I used to have a really bad dream about my child drowning at the neighborhood pool every spring a few weeks before the pool opened. When I woke up from it, I would sort of continue the horrific scenario. I learned to view that annual dream as a reminder of the care and attention needed at the pool, but I also would sort of quietly repeat a mantra to push the thought out of my mind. "My kids are healthy and happily sleeping in the next room." Repeat over and over and over until a new and better thought naturally comes into my mind. Like what on earth is there for breakfast today????
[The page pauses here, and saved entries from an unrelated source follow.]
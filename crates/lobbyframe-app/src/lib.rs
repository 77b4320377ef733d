//! Application layer for Lobbyframe
//!
//! Runs the client core on one thread while the transport lives elsewhere.
//! The transport pushes events into an [`EventSender`]; the [`Runtime`] drains
//! the matching [`EventInbox`] once per tick, routes each event, notifies
//! listeners and garbage-collects finished transfers.
//!
//! # Components
//!
//! - [`Runtime`]: Owns the router, drains the inbox, runs listeners
//! - [`EventSender`] / [`EventInbox`]: SPSC event channel (transport → runtime)
//! - [`ChannelTransport`] / [`CommandReceiver`]: command channel (runtime →
//!   transport)
//! - [`RuntimeConfig`]: Per-tick budget and client tunables

#![forbid(unsafe_code)]
#![deny(missing_docs)]

mod config;
mod error;
mod inbox;
mod listeners;
mod outbox;
mod runtime;

pub use config::RuntimeConfig;
pub use error::ChannelClosed;
pub use inbox::{EventInbox, EventSender, event_channel};
pub use listeners::ListenerId;
pub use outbox::{ChannelTransport, CommandReceiver, command_channel};
pub use runtime::{Runtime, TickReport};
Excellent post. If you need support see a CBT therapist.
Anonymous
Anonymous wrote:Mindfulness exercises would help you stop this cascade of anxiety.


Can you please elaborate?
Anonymous
Anonymous wrote:
Anonymous wrote:Mindfulness exercises would help you stop this cascade of anxiety.


Can you please elaborate?


Not PP but this helped me immensely with the same sorts of anxiety. I used to imagine my child getting cancer then I'd start freaking out, convinced it's a premonition. Acckkk! Then a friend gave me The Power of Now. It changed my life. A quick little read. I still read it every year or so and it has greatly improved my life. It's also made me a much better mom than I was able to be before. You are not alone, and I hope you find something that can help you.
Anonymous
Mindfulness for me is recognizing and acknowledging the thought, then letting it pass as unhelpful. I often say to myself, "That's on the list of things that are unlikely to happen in my life." I'm a very anxious person but never to the point of needing meds, or so says my former therapist, so that's how I try to train my thinking away from the thoughts.
Anonymous
google "intrusive thoughts".

I had these for years before I finally read about them and learned that others have them too. I thought for sure I was going crazy. I would lay in bed for sometimes an hour replaying horrible scenes in my head (fictional scenes) and then start getting anxious and stressing out that maybe it'd really happen.

Anyway, now that I've learned more about them an anxiety I've learned to not freak out about it and just do my best to think about something else.
Anonymous
Mindfulness Practice will help. But it is a practice. It takes time to learn. If you can find a mindfulness meditation class, it would really help.

Mindfulness helps you to center yourself in the "now moment". You'll start by learning to focus on your breath. You focus on your breathing and on a simple mantra. Something like - "Breathing in I know I am breathing in. Breathing out, I know I am breathing out" and you build from there. When negative thoughts or feelings appear, you acknowledge them without any judgment. You simple allow them to enter and exit your mind without any effort to control them. You focus on your breathing. The only real moment is the present.

I have been training with a student who learned from Thich Nhat Hanh. We are attending another retreat with him this summer. It has changed my life. You can google Thay (Thich Nhat Hanh) or Mindfulness Meditation and download apps to get you started. Here's just one example-

Affirming peace and wellness for you, OP.

http://www.lionsroar.com/mindful-living-thich-nhat-hanh-on-the-practice-of-mindfulness-march-2010/
Anonymous
I do this all the time. I worry about everything that could possibly happen. I wish I could stop.
Anonymous
I used to experience these intrusive thoughts about imagined events. I work late in the evenings and I used to always imagine that when I drove up to the house after work, an ambulance would be out front because of some horrible accident or illness that had occurred to the kids or DH while I was gone.

Years later I was diagnosed with mild anxiety and OCD and it is all related apparently. Things that have helped: mindfulness, deep breathing exercises, stress reduction, meditation and exercise.

You may also have an undiagnosed anxiety disorder.